- [Task details]: Beginning with the line where "pub fn norm(x: f64, y: f64)" appears, repeat every remaining line of the entries exactly, the last line included.

== Extracted records ==

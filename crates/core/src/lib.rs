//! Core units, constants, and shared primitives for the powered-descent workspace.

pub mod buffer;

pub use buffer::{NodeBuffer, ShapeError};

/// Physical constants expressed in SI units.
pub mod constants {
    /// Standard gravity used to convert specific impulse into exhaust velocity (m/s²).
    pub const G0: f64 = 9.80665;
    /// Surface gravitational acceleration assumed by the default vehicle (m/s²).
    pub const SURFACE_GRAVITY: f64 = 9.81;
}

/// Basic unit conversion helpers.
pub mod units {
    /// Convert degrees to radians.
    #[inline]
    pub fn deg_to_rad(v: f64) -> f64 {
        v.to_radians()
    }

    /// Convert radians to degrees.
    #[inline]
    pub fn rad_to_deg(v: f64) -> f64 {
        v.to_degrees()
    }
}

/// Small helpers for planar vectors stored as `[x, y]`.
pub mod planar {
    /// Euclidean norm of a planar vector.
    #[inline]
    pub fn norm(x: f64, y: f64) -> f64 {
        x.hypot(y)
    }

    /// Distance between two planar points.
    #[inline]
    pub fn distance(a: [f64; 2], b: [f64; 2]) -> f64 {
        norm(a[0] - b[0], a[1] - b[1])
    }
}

===

- [Problem solution]:
    pub fn norm(x: f64, y: f64) -> f64 {
        x.hypot(y)
    }

    /// Distance between two planar points.
    #[inline]
    pub fn distance(a: [f64; 2], b: [f64; 2]) -> f64 {
        norm(a[0] - b[0], a[1] - b[1])
    }
}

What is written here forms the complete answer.